De maximale termijn van de vrijheidsontneming mag slechts worden overschreden indien door toedoen van (één van) de gezinsleden een binnen de hier bedoelde termijn geplande uitzetting geen doorgang kan vinden. Hiervan is sprake indien de uitzetting niet mogelijk is gebleken door fysiek verzet van de vreemdeling dan wel indien de vreemdeling in bewaring een nieuwe procedure start met als kennelijk doel de uitzetting te belemmeren.
E
Paragraaf A6/4.3.5 Vreemdelingencirculaire 2000 wordt toegevoegd, luidende:
4.3.5 De vrijheidsbeperkende locatie
De vrijheidsbeperkende maatregel op grond van artikel 56 Vw – al dan niet in combinatie met een toezichtsmaatregel op grond van artikel 54, tweede lid, Vw – kan worden opgelegd in een daartoe bestemde vrijheidsbeperkende locatie. De maatregel wordt opgelegd door de DT&V en in spoedeisende gevallen door de korpschef. Vanuit de vrijheidsbeperkende locatie zal intensieve facilitering van (zelfstandige) terugkeer plaatsvinden.
De vrijheidsbeperking op grond van artikel 56 Vw in de vrijheidsbeperkende locatie zal in beginsel uiterlijk twaalf weken worden opgelegd.
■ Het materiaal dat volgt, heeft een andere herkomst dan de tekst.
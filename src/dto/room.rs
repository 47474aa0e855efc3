//! DTO definitions of the room REST API and of the room SSE stream.

use serde::{Deserialize, Serialize};
use utoipa::{IntoParams, ToSchema};
use validator::Validate;

use crate::{
    dto::validation::validate_estimate_value,
    state::{
        phase::RoomPhase,
        projection::RoomProjection,
        room::{Participant, ParticipantKind},
    },
};

/// Query of `POST /rooms/open`. Without a room id a new room is created.
#[derive(Debug, Deserialize, IntoParams)]
#[into_params(parameter_in = Query)]
pub struct OpenRoomQuery {
    /// Room to join, as found in a share URL.
    pub room: Option<String>,
}

#[derive(Debug, Clone, Serialize, ToSchema)]
pub struct TopicView {
    pub title: String,
    pub description: String,
}

#[derive(Debug, Clone, Copy, Serialize, ToSchema)]
#[serde(rename_all = "SCREAMING_SNAKE_CASE")]
pub enum ParticipantKindView {
    Human,
    Simulated,
}

/// Roster entry as rendered by the frontend.
#[derive(Debug, Clone, Serialize, ToSchema)]
pub struct ParticipantView {
    pub id: String,
    pub display_name: String,
    pub avatar_ref: String,
    pub kind: ParticipantKindView,
    /// Role of a simulated participant.
    #[serde(skip_serializing_if = "Option::is_none")]
    pub persona: Option<String>,
    /// Whether this entry is the human behind this client.
    pub is_local: bool,
    pub has_voted: bool,
    /// Card played this round, hidden until the votes are revealed.
    pub vote: Option<String>,
    /// Explanation attached to a simulated vote, hidden until the votes are revealed.
    pub rationale: Option<String>,
}

/// Full state of a room pushed to the frontend.
#[derive(Debug, Clone, Serialize, ToSchema)]
pub struct RoomSnapshot {
    pub room_id: String,
    pub share_url: String,
    pub phase: RoomPhase,
    pub topic: TopicView,
    pub participants: Vec<ParticipantView>,
    pub all_voted: bool,
    /// Voting rounds observed by this client.
    pub round: u64,
}

impl RoomSnapshot {
    /// Render a projection for the participant `local_id`.
    pub fn new(projection: &RoomProjection, local_id: &str, share_url: String) -> Self {
        let revealed = projection.phase == RoomPhase::Revealed;
        let participants = projection
            .participants
            .values()
            .map(|participant| {
                let estimate = projection.estimates.get(&participant.id);
                let visible = estimate.filter(|_| revealed);
                ParticipantView {
                    is_local: participant.id == local_id,
                    has_voted: estimate.is_some(),
                    vote: visible.map(|estimate| estimate.value.to_string()),
                    rationale: visible.and_then(|estimate| estimate.rationale.clone()),
                    ..ParticipantView::from(participant)
                }
            })
            .collect();

        Self {
            room_id: projection.room_id.clone(),
            share_url,
            phase: projection.phase,
            topic: TopicView {
                title: projection.topic.title.clone(),
                description: projection.topic.description.clone(),
            },
            participants,
            all_voted: projection.all_voted(),
            round: projection.round,
        }
    }
}

impl From<&Participant> for ParticipantView {
    fn from(participant: &Participant) -> Self {
        let (kind, persona) = match &participant.kind {
            ParticipantKind::Human => (ParticipantKindView::Human, None),
            ParticipantKind::Simulated(persona) => {
                (ParticipantKindView::Simulated, Some(persona.role.clone()))
            }
        };
        Self {
            id: participant.id.clone(),
            display_name: participant.display_name.clone(),
            avatar_ref: participant.avatar_ref.clone(),
            kind,
            persona,
            is_local: false,
            has_voted: false,
            vote: None,
            rationale: None,
        }
    }
}

#[derive(Debug, Serialize, ToSchema)]
pub struct ShareResponse {
    pub room_id: String,
    pub share_url: String,
}

/// Request to replace the topic while the room is being set up.
#[derive(Debug, Deserialize, ToSchema, Validate)]
pub struct UpdateTopicRequest {
    #[validate(length(max = 200))]
    pub title: String,
    #[serde(default)]
    #[validate(length(max = 4000))]
    pub description: String,
}

#[derive(Debug, Deserialize, ToSchema)]
pub struct SetPhaseRequest {
    pub phase: RoomPhase,
}

/// Start another round after a reveal.
#[derive(Debug, Default, Deserialize, ToSchema)]
pub struct NextRoundRequest {
    /// Clear the topic first ("next topic") instead of re-voting the same one.
    #[serde(default)]
    pub clear_topic: bool,
}

#[derive(Debug, Deserialize, ToSchema, Validate)]
pub struct CastVoteRequest {
    /// One of `1`, `2`, `3`, `5`, `8`, `13`, `21` or `?`.
    #[validate(custom(function = "validate_estimate_value"))]
    pub value: String,
}

/// Generic action acknowledgement.
#[derive(Debug, Serialize, ToSchema)]
pub struct ActionResponse {
    pub message: String,
}

#[cfg(test)]
mod tests {
    use super::*;
    use crate::dao::models::{ChangeEvent, EstimateEntity, ParticipantEntity, RoomEntity};
    use crate::state::room::{EstimateValue, Persona, ScalePoint};

    fn projection(phase: RoomPhase) -> RoomProjection {
        let mut projection = RoomProjection::empty("r1");
        let persona = Persona {
            id: "qa".into(),
            name: "Tomasz".into(),
            role: "QA".into(),
            avatar_ref: String::new(),
        };
        for participant in [Participant::human("a", "Ada", ""), Participant::simulated(persona)] {
            projection.apply(&ChangeEvent::insert(ParticipantEntity::from((
                "r1",
                &participant,
            ))));
        }
        projection.apply(&ChangeEvent::update(RoomEntity {
            phase,
            ..RoomEntity::new("r1")
        }));
        projection.apply(&ChangeEvent::insert(EstimateEntity::new(
            "r1",
            "sim-qa",
            EstimateValue::Point(ScalePoint::Thirteen),
            Some("Lots of edge cases.".into()),
        )));
        projection
    }

    #[test]
    fn votes_stay_hidden_until_reveal() {
        let snapshot = RoomSnapshot::new(&projection(RoomPhase::Voting), "a", "url".into());
        let simulated = &snapshot.participants[1];
        assert!(simulated.has_voted);
        assert!(simulated.vote.is_none());
        assert!(simulated.rationale.is_none());
        assert!(snapshot.participants[0].is_local);
        assert!(!snapshot.participants[0].has_voted);
        assert!(!snapshot.all_voted);
    }

    #[test]
    fn revealed_rooms_show_votes_and_rationales() {
        let snapshot = RoomSnapshot::new(&projection(RoomPhase::Revealed), "a", "url".into());
        let simulated = &snapshot.participants[1];
        assert_eq!(simulated.vote.as_deref(), Some("13"));
        assert_eq!(simulated.rationale.as_deref(), Some("Lots of edge cases."));
        assert_eq!(simulated.persona.as_deref(), Some("QA"));

        let json = serde_json::to_value(&snapshot).unwrap();
        assert_eq!(json["phase"], "REVEALED");
        assert_eq!(json["participants"][1]["kind"], "SIMULATED");
    }

    #[test]
    fn next_round_defaults_to_revote() {
        let request: NextRoundRequest = serde_json::from_str("{}").unwrap();
        assert!(!request.clear_topic);
    }
}
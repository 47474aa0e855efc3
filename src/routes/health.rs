use axum::{Json, Router, extract::State, routing::get};

use crate::{dto::health::HealthResponse, services::health_service, state::SharedState};

#[utoipa::path(
    get,
    path = "/healthcheck",
    tag = "health",
    responses((status = 200, description = "Health status, `degraded` while no record store is reachable", body = HealthResponse))
)]
/// Return the current health status of the backend and ping the record store.
pub async fn healthcheck(State(state): State<SharedState>) -> Json<HealthResponse> {
    let status = health_service::health_status(&state).await;
    Json(status)
}

/// Configure the health routes subtree.
pub fn router() -> Router<SharedState> {
    Router::<SharedState>::new().route("/healthcheck", get(healthcheck))
}
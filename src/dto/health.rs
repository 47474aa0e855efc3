use serde::Serialize;
use utoipa::ToSchema;

/// Health payload returned by the `/healthcheck` route.
#[derive(Debug, Serialize, ToSchema)]
pub struct HealthResponse {
    /// Health status ("ok" or "degraded").
    pub status: String,
    /// Rooms this process currently follows.
    pub open_rooms: usize,
    /// Whether simulated participants are backed by a real oracle.
    pub oracle_configured: bool,
}

impl HealthResponse {
    pub fn ok(open_rooms: usize, oracle_configured: bool) -> Self {
        Self {
            status: "ok".to_string(),
            open_rooms,
            oracle_configured,
        }
    }

    /// No record store is installed or the installed one stopped answering.
    pub fn degraded(open_rooms: usize, oracle_configured: bool) -> Self {
        Self {
            status: "degraded".to_string(),
            open_rooms,
            oracle_configured,
        }
    }
}
#[cfg(test)]
mod tests {
    use std::sync::Arc;

    use super::*;
    use crate::{
        config::AppConfig,
        dao::record_store::{RecordStore, memory::InMemoryRecordStore},
        identity::IdentityStore,
        oracle::OracleAdapter,
        state::AppState,
    };

    fn bare_state() -> SharedState {
        AppState::new(
            AppConfig::default().with_drive_simulated(false),
            IdentityStore::ephemeral(),
            OracleAdapter::disabled(),
        )
    }

    async fn ready_state() -> (SharedState, InMemoryRecordStore) {
        let state = bare_state();
        let store = InMemoryRecordStore::new();
        state.set_record_store(Arc::new(store.clone())).await;
        state.identity().commit_display_name("Ada");
        (state, store)
    }

    fn vote(value: &str) -> CastVoteRequest {
        CastVoteRequest {
            value: value.into(),
        }
    }

    #[tokio::test]
    async fn opening_without_a_display_name_is_refused() {
        let state = bare_state();
        state
            .set_record_store(Arc::new(InMemoryRecordStore::new()))
            .await;
        let err = open_room(&state, None).await.unwrap_err();
        assert!(matches!(err, ServiceError::InvalidState(_)));
    }

    #[tokio::test]
    async fn opening_while_degraded_reports_loading() {
        let state = bare_state();
        state.identity().commit_display_name("Ada");
        let err = open_room(&state, Some("r1".into())).await.unwrap_err();
        assert!(matches!(err, ServiceError::Degraded));
    }

    #[tokio::test]
    async fn opening_without_an_id_creates_a_shareable_room() {
        let (state, store) = ready_state().await;
        let snapshot = open_room(&state, None).await.unwrap();

        assert_eq!(snapshot.room_id.len(), ROOM_ID_LENGTH);
        assert!(snapshot.share_url.ends_with(&format!("?room={}", snapshot.room_id)));
        assert_eq!(snapshot.phase, RoomPhase::Setup);
        assert_eq!(snapshot.participants.len(), 1);
        assert!(snapshot.participants[0].is_local);
        assert_eq!(snapshot.participants[0].display_name, "Ada");
        assert!(store.find_room(&snapshot.room_id).await.unwrap().is_some());

        let share = share_link(&state, &snapshot.room_id).unwrap();
        assert_eq!(share.share_url, snapshot.share_url);
    }

    #[tokio::test]
    async fn reopening_reuses_the_open_room() {
        let (state, _store) = ready_state().await;
        let first = open_room(&state, Some("team-42".into())).await.unwrap();
        let second = open_room(&state, Some(" team-42 ".into())).await.unwrap();
        assert_eq!(first.participants[0].id, second.participants[0].id);
        assert_eq!(state.open_room_ids(), vec!["team-42".to_string()]);
    }

    #[tokio::test]
    async fn malformed_room_ids_are_rejected() {
        let (state, _store) = ready_state().await;
        let err = open_room(&state, Some("a b".into())).await.unwrap_err();
        assert!(matches!(err, ServiceError::InvalidInput(_)));
    }

    #[tokio::test]
    async fn unknown_rooms_are_not_found() {
        let (state, _store) = ready_state().await;
        assert!(matches!(
            room_snapshot(&state, "nope"),
            Err(ServiceError::NotFound(_))
        ));
        assert!(matches!(
            cast_vote(&state, "nope", vote("3")).await,
            Err(ServiceError::NotFound(_))
        ));
    }

    #[tokio::test]
    async fn topic_is_only_editable_during_setup() {
        let (state, _store) = ready_state().await;
        open_room(&state, Some("r1".into())).await.unwrap();

        let request = || UpdateTopicRequest {
            title: " Login page ".into(),
            description: "OAuth only".into(),
        };
        let snapshot = update_topic(&state, "r1", request()).await.unwrap();
        assert_eq!(snapshot.topic.title, "Login page");

        change_phase(&state, "r1", RoomPhase::Voting).await.unwrap();
        let err = update_topic(&state, "r1", request()).await.unwrap_err();
        assert!(matches!(err, ServiceError::InvalidState(_)));
    }

    #[tokio::test]
    async fn phases_follow_the_room_flow() {
        let (state, _store) = ready_state().await;
        open_room(&state, Some("r1".into())).await.unwrap();

        let err = change_phase(&state, "r1", RoomPhase::Revealed)
            .await
            .unwrap_err();
        assert!(matches!(err, ServiceError::InvalidState(_)));

        let err = cast_vote(&state, "r1", vote("5")).await.unwrap_err();
        assert!(matches!(err, ServiceError::InvalidState(_)));

        change_phase(&state, "r1", RoomPhase::Voting).await.unwrap();
        let snapshot = cast_vote(&state, "r1", vote("5")).await.unwrap();
        assert!(snapshot.participants[0].has_voted);
        assert!(snapshot.participants[0].vote.is_none());
        assert!(snapshot.all_voted);

        let snapshot = change_phase(&state, "r1", RoomPhase::Revealed).await.unwrap();
        assert_eq!(snapshot.participants[0].vote.as_deref(), Some("5"));
    }

    #[tokio::test]
    async fn off_scale_votes_are_bad_input() {
        let (state, _store) = ready_state().await;
        open_room(&state, Some("r1".into())).await.unwrap();
        change_phase(&state, "r1", RoomPhase::Voting).await.unwrap();
        let err = cast_vote(&state, "r1", vote("4")).await.unwrap_err();
        assert!(matches!(err, ServiceError::InvalidInput(_)));
    }

    #[tokio::test]
    async fn next_round_revotes_or_moves_on() {
        let (state, store) = ready_state().await;
        open_room(&state, Some("r1".into())).await.unwrap();
        update_topic(
            &state,
            "r1",
            UpdateTopicRequest {
                title: "Search".into(),
                description: String::new(),
            },
        )
        .await
        .unwrap();

        assert!(matches!(
            start_next_round(&state, "r1", false).await,
            Err(ServiceError::InvalidState(_))
        ));

        change_phase(&state, "r1", RoomPhase::Voting).await.unwrap();
        cast_vote(&state, "r1", vote("?")).await.unwrap();
        change_phase(&state, "r1", RoomPhase::Revealed).await.unwrap();

        let revote = start_next_round(&state, "r1", false).await.unwrap();
        assert_eq!(revote.phase, RoomPhase::Voting);
        assert_eq!(revote.topic.title, "Search");
        assert!(!revote.participants[0].has_voted);
        assert!(store.list_estimates("r1").await.unwrap().is_empty());

        change_phase(&state, "r1", RoomPhase::Revealed).await.unwrap();
        let next = start_next_round(&state, "r1", true).await.unwrap();
        assert_eq!(next.phase, RoomPhase::Voting);
        assert!(next.topic.title.is_empty());
        assert!(next.round > revote.round);
    }

    #[tokio::test]
    async fn simulated_participants_join_in_batches() {
        let (state, _store) = ready_state().await;
        open_room(&state, Some("r1".into())).await.unwrap();
        let snapshot = add_simulated(&state, "r1").await.unwrap();
        assert_eq!(snapshot.participants.len(), 4);
        assert!(
            snapshot.participants[1..]
                .iter()
                .all(|p| p.persona.is_some() && !p.is_local)
        );
    }

    #[tokio::test]
    async fn leaving_removes_the_seat_and_forgets_the_room() {
        let (state, store) = ready_state().await;
        open_room(&state, Some("r1".into())).await.unwrap();
        leave_room(&state, "r1").await.unwrap();

        assert!(state.open_room_ids().is_empty());
        assert!(store.list_participants("r1").await.unwrap().is_empty());
        assert!(matches!(
            leave_room(&state, "r1").await,
            Err(ServiceError::NotFound(_))
        ));
    }

    #[tokio::test]
    async fn identity_round_trip() {
        let state = bare_state();
        assert!(get_identity(&state).display_name.is_none());

        let identity = update_identity(
            &state,
            UpdateIdentityRequest {
                display_name: "  Grace ".into(),
            },
        );
        assert_eq!(identity.display_name.as_deref(), Some("Grace"));
        assert!(identity.avatar_ref.unwrap().contains("Grace"));
    }
}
Gezinnen met minderjarige kinderen
In het belang van het kind dient vrijheidsontneming slechts als uiterste maatregel en slechts gedurende korte duur te worden gehanteerd. Daarom wordt ten aanzien van gezinnen met minderjarige kinderen zo veel mogelijk volstaan met het opleggen van een vrijheidsbeperkende maatregel in plaats van een vrijheidsontnemende maatregel om het vertrek voor te bereiden. Hierbij valt ook te denken aan gezinnen met minderjarige kinderen waarvan één ouder in bewaring is gesteld. Voor de voorwaarden waaronder vrijheidsontneming van een gezin kan plaatsvinden wordt verwezen naar A6/2.4 en A6/5.3.3.8. Indien sprake is van gronden van openbare orde of nationale veiligheid – ook indien op grond daarvan tot vrijheidsontneming zou kunnen worden overgegaan – en het vertrek van het gezin is niet binnen korte termijn te realiseren, dan kan het gezin gedurende (een deel van de periode) waarin het vertrek wordt voorbereid een maatregel op grond van artikel 56 Vw in een vrijheidsbeperkende locatie worden opgelegd. Dit geldt zowel voor gezinnen die voorafgaande aan de maatregel in de opvang hebben verbleven als gezinnen die in de illegaliteit worden aangetroffen.
Een vreemdeling van wie de asielaanvraag is afgewezen, die een vertrekplicht heeft en die voorafgaande aan de maatregel in de opvang van het COA of gemeentelijke (nood)opvang heeft verbleven, kan in beginsel de maatregel op grond van artikel 56 Vw worden opgelegd. De openbare orde wordt immers geacht de beperking van de bewegingsvrijheid op grond van artikel 56 Vw te vorderen indien een vreemdeling niet heeft voldaan aan zijn rechtsplicht om Nederland te verlaten. Het gegeven dat de vreemdeling niet heeft voldaan aan zijn rechtsplicht om Nederland te verlaten – zijn vertrektermijn is immers ongebruikt verstreken – brengt met zich mee dat het gevaar dat de vreemdeling zich zal onttrekken aan toezicht in beginsel aanwezig is.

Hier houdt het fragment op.